Furthermore, in a letter from Pershing Square to CP dated 3 Jan 2012, Pershing Square said that it agreed "wholeheartedly" with CP's decision to add Mr. Ingram and Mr. Harris to the Board, stating that "they both bring valuable railroad industry expertise."
 
ISS Claim:  Shareholders should not vote for Roger Phillips for reaching the Board's mandatory retirement age, ISS recommends, and shareholders should not vote for Michael Phelps, ISS alleges, "whose long tenure has not helped shareholders avoid the long decline relative to peers and the company's potential."
 
Fact:  ISS's recommendation that shareholders withhold their vote from Messrs. Phillips and Phelps on the basis of long board tenure does not withstand close scrutiny. Each of these directors, as former public company CEOs of, respectively, IPSCO, a major North American steel manufacturing company, and Westcoast Energy, at the time of Mr. Phelps's tenure one of the largest natural gas infrastructure companies in Canada, have substantial relevant experience. Each has contributed significant leadership to the Board. Mr.

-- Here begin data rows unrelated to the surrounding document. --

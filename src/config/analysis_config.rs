//! Analysis configuration (`loctrail.toml`)
//!
//! Priority, highest first:
//! 1. Command line flags
//! 2. `loctrail.toml` in the working copy root
//! 3. Built-in defaults

use crate::cache::default_cache_dir;
use crate::history::PathFilter;
use anyhow::{Context, Result};
use regex::Regex;
use serde::{Deserialize, Serialize};
use std::path::{Path, PathBuf};
use std::time::Duration;
use tracing::{debug, warn};

pub const CONFIG_FILE: &str = "loctrail.toml";

/// Granularity of diff requests.
#[derive(Debug, Clone, Copy, PartialEq, Eq, Default, Serialize, Deserialize)]
#[serde(rename_all = "kebab-case")]
pub enum DiffMode {
    /// One request per revision covering every file it touched
    #[default]
    PerRevision,
    /// One request per (file, revision) pair
    PerFile,
}

/// Settings for one analysis run.
#[derive(Debug, Clone, PartialEq, Eq, Serialize, Deserialize)]
pub struct AnalysisConfig {
    pub threads: usize,
    pub concurrency_threshold_ms: u64,
    pub flush_interval_secs: u64,
    pub cache_dir: Option<PathBuf>,
    pub diff_mode: DiffMode,
    pub include: Option<String>,
    pub exclude: Option<String>,
    pub tags_pattern: Option<String>,
    pub tags_directory: String,
    pub svn_username: Option<String>,
    #[serde(skip_serializing)]
    pub svn_password: Option<String>,
}

impl Default for AnalysisConfig {
    fn default() -> Self {
        Self {
            threads: 25,
            concurrency_threshold_ms: 2000,
            flush_interval_secs: 120,
            cache_dir: None,
            diff_mode: DiffMode::PerRevision,
            include: None,
            exclude: None,
            tags_pattern: None,
            tags_directory: "/tags/".to_string(),
            svn_username: None,
            svn_password: None,
        }
    }
}

/// Partial settings; every `Some` replaces the current value on merge.
#[derive(Debug, Clone, Default, PartialEq, Eq, Deserialize, Serialize)]
#[serde(default)]
pub struct ConfigOverrides {
    pub threads: Option<usize>,
    pub concurrency_threshold_ms: Option<u64>,
    pub flush_interval_secs: Option<u64>,
    pub cache_dir: Option<PathBuf>,
    pub diff_mode: Option<DiffMode>,
    pub include: Option<String>,
    pub exclude: Option<String>,
    pub tags_pattern: Option<String>,
    pub tags_directory: Option<String>,
    pub svn_username: Option<String>,
    pub svn_password: Option<String>,
}

impl AnalysisConfig {
    /// Defaults overlaid with `loctrail.toml` from `working_copy`, if readable.
    pub fn load(working_copy: &Path) -> Self {
        let mut config = Self::default();
        let path = Self::config_path(working_copy);
        if !path.exists() {
            debug!("No {} in {}", CONFIG_FILE, working_copy.display());
            return config;
        }

        match std::fs::read_to_string(&path)
            .context("Failed to read config")
            .and_then(|content| {
                toml::from_str::<ConfigOverrides>(&content).context("Failed to parse config")
            }) {
            Ok(overrides) => {
                debug!("Loaded {}", path.display());
                config.merge(overrides);
            }
            Err(e) => warn!("Ignoring {}: {:#}", path.display(), e),
        }
        config
    }

    pub fn config_path(working_copy: &Path) -> PathBuf {
        working_copy.join(CONFIG_FILE)
    }

    /// Merge overrides into this config (overrides take priority)
    pub fn merge(&mut self, other: ConfigOverrides) {
        if let Some(threads) = other.threads {
            self.threads = threads;
        }
        if let Some(ms) = other.concurrency_threshold_ms {
            self.concurrency_threshold_ms = ms;
        }
        if let Some(secs) = other.flush_interval_secs {
            self.flush_interval_secs = secs;
        }
        if other.cache_dir.is_some() {
            self.cache_dir = other.cache_dir;
        }
        if let Some(mode) = other.diff_mode {
            self.diff_mode = mode;
        }
        if other.include.is_some() {
            self.include = other.include;
        }
        if other.exclude.is_some() {
            self.exclude = other.exclude;
        }
        if other.tags_pattern.is_some() {
            self.tags_pattern = other.tags_pattern;
        }
        if let Some(dir) = other.tags_directory {
            self.tags_directory = dir;
        }
        if other.svn_username.is_some() {
            self.svn_username = other.svn_username;
        }
        if other.svn_password.is_some() {
            self.svn_password = other.svn_password;
        }
    }

    /// Rejects settings no run can work with.
    pub fn validate(&self) -> Result<()> {
        if self.threads == 0 {
            anyhow::bail!("threads must be at least 1");
        }
        if self.tags_directory.trim().is_empty() {
            anyhow::bail!("tags directory must not be empty");
        }
        self.path_filter()?;
        self.tags_regex()?;
        Ok(())
    }

    pub fn cache_dir(&self) -> PathBuf {
        self.cache_dir.clone().unwrap_or_else(default_cache_dir)
    }

    pub fn flush_interval(&self) -> Duration {
        Duration::from_secs(self.flush_interval_secs)
    }

    pub fn path_filter(&self) -> Result<PathFilter> {
        PathFilter::new(self.include.as_deref(), self.exclude.as_deref())
            .context("Invalid include/exclude pattern")
    }

    /// Tag name pattern, matched against the whole name.
    pub fn tags_regex(&self) -> Result<Option<Regex>> {
        self.tags_pattern
            .as_deref()
            .map(|pattern| {
                Regex::new(&format!("^(?:{})$", pattern))
                    .with_context(|| format!("Invalid tags pattern '{}'", pattern))
            })
            .transpose()
    }
}
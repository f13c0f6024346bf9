//! Repository registry (`repositories.json`)
//!
//! Maps repository UUIDs to the name of their cache file so several
//! repositories can share one cache directory.

use super::paths::{cache_file_name, registry_path};
use anyhow::{Context, Result};
use serde::{Deserialize, Serialize};
use std::collections::BTreeMap;
use std::fs::{self, File};
use std::io::{BufReader, BufWriter};
use std::path::{Path, PathBuf};
use tracing::{debug, warn};

#[derive(Debug, Clone, Default, Serialize, Deserialize)]
struct RegistryData {
    #[serde(default)]
    repositories: BTreeMap<String, String>,
}

/// UUID to cache file mapping stored in the cache directory.
#[derive(Debug)]
pub struct RepositoryRegistry {
    cache_dir: PathBuf,
    file: PathBuf,
    data: RegistryData,
}

impl RepositoryRegistry {
    /// Loads the registry; a missing or unreadable file gives an empty one.
    pub fn load(cache_dir: &Path) -> Self {
        let file = registry_path(cache_dir);
        let data = match read(&file) {
            Ok(data) => data,
            Err(e) => {
                if file.exists() {
                    warn!("Ignoring unreadable repository registry: {:#}", e);
                }
                RegistryData::default()
            }
        };
        Self {
            cache_dir: cache_dir.to_path_buf(),
            file,
            data,
        }
    }

    pub fn len(&self) -> usize {
        self.data.repositories.len()
    }

    pub fn is_empty(&self) -> bool {
        self.data.repositories.is_empty()
    }

    pub fn lookup(&self, uuid: &str) -> Option<PathBuf> {
        self.data
            .repositories
            .get(uuid)
            .map(|name| self.cache_dir.join(name))
    }

    /// Cache file for `uuid`, registering (and saving) it on first use.
    pub fn cache_file(&mut self, uuid: &str) -> Result<PathBuf> {
        if let Some(path) = self.lookup(uuid) {
            return Ok(path);
        }
        let name = cache_file_name(uuid);
        debug!("Registering repository {} as {}", uuid, name);
        self.data.repositories.insert(uuid.to_string(), name.clone());
        self.save()?;
        Ok(self.cache_dir.join(name))
    }

    fn save(&self) -> Result<()> {
        fs::create_dir_all(&self.cache_dir).context("Failed to create cache directory")?;
        let tmp_file = self.file.with_extension("tmp");
        let file = File::create(&tmp_file).context("Failed to create temp registry file")?;
        serde_json::to_writer_pretty(BufWriter::new(file), &self.data)
            .context("Failed to write registry")?;
        fs::rename(&tmp_file, &self.file).context("Failed to rename temp registry")?;
        Ok(())
    }
}

fn read(file: &Path) -> Result<RegistryData> {
    let reader = BufReader::new(File::open(file).context("Failed to open registry")?);
    serde_json::from_reader(reader).context("Failed to parse registry")
}

#[cfg(test)]
mod tests {
    use super::*;
    use tempfile::TempDir;

    #[test]
    fn test_register_and_reload() {
        let tmp = TempDir::new().unwrap();
        let mut registry = RepositoryRegistry::load(tmp.path());
        assert!(registry.is_empty());

        let path = registry.cache_file("uuid-a").unwrap();
        assert_eq!(path, tmp.path().join("cache_uuid-a.json"));
        assert_eq!(registry.cache_file("uuid-a").unwrap(), path);

        let reloaded = RepositoryRegistry::load(tmp.path());
        assert_eq!(reloaded.len(), 1);
        assert_eq!(reloaded.lookup("uuid-a"), Some(path));
        assert_eq!(reloaded.lookup("uuid-b"), None);
    }

    #[test]
    fn test_corrupt_registry_is_empty() {
        let tmp = TempDir::new().unwrap();
        fs::write(tmp.path().join("repositories.json"), "{ not json").unwrap();
        let mut registry = RepositoryRegistry::load(tmp.path());
        assert!(registry.is_empty());
        assert!(registry.cache_file("uuid-c").is_ok());
        assert_eq!(RepositoryRegistry::load(tmp.path()).len(), 1);
    }
}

Phelps, as Chairman of the Board's Management Resources and Compensation Committee, has publicly expressed the Board's resolve to hold CP's management team accountable for the continued success of the Multi-Year Plan, saying at CP's 2012 Investor Day, "The expectation is of a significant, measurable, evident, continuous improvement, or else... We understand the expectations from the marketplace and we expect to see improvement."
 
7. The ISS report contains a number of errors.
 
The ISS report contains numerous inaccuracies throughout. Among others, ISS misrepresents CP's management recommendations for director nominees, creates a peer group for CP that is not comprised of CP's listed Class I peers and gets the location of the Company's annual meeting of shareholders wrong. To set the record straight, the Company does NOT recommend CP shareholders vote for Pershing Square nominee Gary Colter, and does recommend that shareholders vote FOR all 16 director nominees nominated by the CP Board. CP also calls into question why ISS would classify Bombardier, Canadian Tire Corporation, or Methanex as peers to CP. Lastly, CP clarifies that its annual meeting of shareholders will be held at the Sheraton Suites Eau Claire, 255 Barclay Parade S.W., Calgary, Alberta, and not at the Fairmont Palliser Hotel, as suggested by ISS in their report.
 
8. The dissemination of the ISS report to the media prior to receipt by the Company and certain ISS subscribers reflects poorly on ISS's professionalism and, by extension, on the recommendation put forward by ISS.
 
On 3 May 2012, The Globe and Mail posted an article publishing ISS's conclusions and recommendations before the report was released to all ISS subscribers. CP became aware of ISS's analysis through this media outlet, which is clearly inappropriate for a leading proxy advisory firm. The Company believes this reflects poorly on ISS and that CP shareholders should take this into account when considering whether to rely on the ISS recommendation.